There are always exceptions to everything which is why, "It depends" holds up as a valid answer. Anyone that's been working with tech for any length of time intuitively understands this...after many, many frustrating stories & experiences.
What Actually Happens
Let's breakdown this command and figure out what's going on.
aws s3 cp s3://SOURCE_BUCKET/KEY s3://DESTINATION_BUCKET/
aws
calls the AWS CLI program.
s3
filters the commands to the S3 service. a/k/a, "We're using S3!"
cp
is the action to call within the specified AWS service.
Now, cp
is a little different than most of the AWS CLI commands. Most commands are directly parallels to the AWS API for the service in question.
In this case, there's a lot of syntactic sugar applied here with the goal of making aws s3 cp
work as similar as possible to Linux's cp
command.
The rest of the command provides a mix of options to indicate the source and destination of the file copy. For our example;
s3://SOURCE_BUCKET/KEY
is the source file. A key is the S3 term for what we commonly think of as the directory structure + filename. In this case, the file is in an existing S3 bucket.
s3://DESTINATION_BUCKET/
is the destination.
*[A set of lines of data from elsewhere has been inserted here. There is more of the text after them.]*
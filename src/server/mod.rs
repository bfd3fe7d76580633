//! HTTP gateway boundary — routes requests to the tool registry.

mod error;
mod handlers;

pub use error::{ApiError, ApiErrorBody, ApiErrorResponse};

use std::net::SocketAddr;
use std::sync::Arc;

use axum::routing::{get, post};
use axum::Router;
use chrono::{DateTime, Utc};
use tokio::net::TcpListener;
use tokio_util::sync::CancellationToken;
use tower_http::cors::CorsLayer;
use tower_http::trace::TraceLayer;

use crate::tools::ToolRegistry;

/// Shared state handed to every handler.
#[derive(Debug)]
pub struct AppState {
    pub registry: Arc<ToolRegistry>,
    pub started_at: DateTime<Utc>,
}

/// Build the gateway router over `registry`.
pub fn router(registry: Arc<ToolRegistry>) -> Router {
    let state = Arc::new(AppState {
        registry,
        started_at: Utc::now(),
    });

    Router::new()
        .route("/health", get(handlers::health))
        .route("/api/mcp/tools", get(handlers::list_tools))
        .route("/api/mcp/tools/prompt", get(handlers::tool_prompt))
        .route("/api/mcp/execute", post(handlers::execute))
        .with_state(state)
        .layer(CorsLayer::permissive())
        .layer(TraceLayer::new_for_http())
}

/// HTTP server wrapping the registry.
#[derive(Debug)]
pub struct GatewayServer {
    registry: Arc<ToolRegistry>,
    cancel: CancellationToken,
}

impl GatewayServer {
    pub fn new(registry: Arc<ToolRegistry>) -> Self {
        Self {
            registry,
            cancel: CancellationToken::new(),
        }
    }

    /// Bind `addr` and serve until [`shutdown`](Self::shutdown) is called.
    pub async fn serve(&self, addr: SocketAddr) -> std::io::Result<()> {
        let listener = TcpListener::bind(addr).await?;
        self.serve_listener(listener).await
    }

    /// Serve on an already-bound listener.
    pub async fn serve_listener(&self, listener: TcpListener) -> std::io::Result<()> {
        tracing::info!(
            addr = %listener.local_addr()?,
            tools = self.registry.catalog().len(),
            "gateway listening"
        );

        let cancel = self.cancel.clone();
        axum::serve(listener, router(self.registry.clone()))
            .with_graceful_shutdown(async move { cancel.cancelled().await })
            .await?;

        tracing::info!("gateway stopped accepting requests");
        self.registry.shutdown().await;
        Ok(())
    }

    /// Request graceful shutdown.
    pub fn shutdown(&self) {
        self.cancel.cancel();
    }

    /// Token that triggers shutdown when cancelled.
    pub fn cancellation_token(&self) -> CancellationToken {
        self.cancel.clone()
    }
}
Here, we've indicated another S3 bucket and because the path ends in /
, we are telling cp
that we want the same filename (or key) in the destination bucket.
API Calls
Behinds the scenes, the S3 API command the cp
calls depends on what you've asked it to do.
Here are the most common possibilities;
If you're copying a file from the local system into S3, it calls the
PutObject
action or—if it's a really large file—theCreateMultipartUpload
actionIf you're copying a file from a bucket to another bucket, it calls the
CopyObject
actionIf you're copying a file from a bucket to the local system, it calls the
GetObject
action
Our Transfer
In the case of our command;
aws s3 cp s3://SOURCE_BUCKET/KEY s3://DESTINATION_BUCKET/
The CLI translates that to the CopyObject
action which means the data never leaves AWS. The contents of our file (or key) are copying via the S3 backend from the source bucket to the destination bucket.
We can verify that by looking at the outbound traffic on your local system. Here's a screenshot of the original file upload.
I've run the command;
aws s3 cp LOCAL_FILENAME s3://BUCKETA/
This results in an outbound transfer running at ~17 MB/s to AWS.
You can see that not only as reported by the AWS CLI but also by my outbound firewall. That outbound firewall is reporting ~14 MB/s, but the difference is just a matter how each tool updates.
The reported speed also lines up with the amount of time the command was running based on the file size (just over a minute for a 1.1 GB file).
The key point here is that they are reporting very similar numbers.
After that upload completes, to copy the file one bucket to another, I run the command;
aws s3 cp s3://BUCKETA/KEY s3://BUCKETB/
Here are the transfer results from my local system for this command;
The AWS CLI is reporting ~180 MB/s while my local network traffic is only 30 KB/s to AWS. The file transfer takes about 10 seconds to complete.
This proves that the CopyObject
API is being used to copy the file through the S3 backend.
What's Next?
The bucket-to-bucket copy feature is a massive time and bandwidth saver when you're working with files in AWS. This works not only between buckets in the same account and region but using different accounts and regions (when the appropriate permissions are in place).
The results of this little experiment also highlight a key rule of working with data in Amazon S3;
Keep data inside of Amazon S3 for as long as possible
You don't want to have to wait on data to be downloaded outside of AWS, nor do you want to have to pay for it.
The AWS CLI itself is a really interesting open source project that has a lot of very cool code behind the scenes to make it work. You can check that out on GitHub.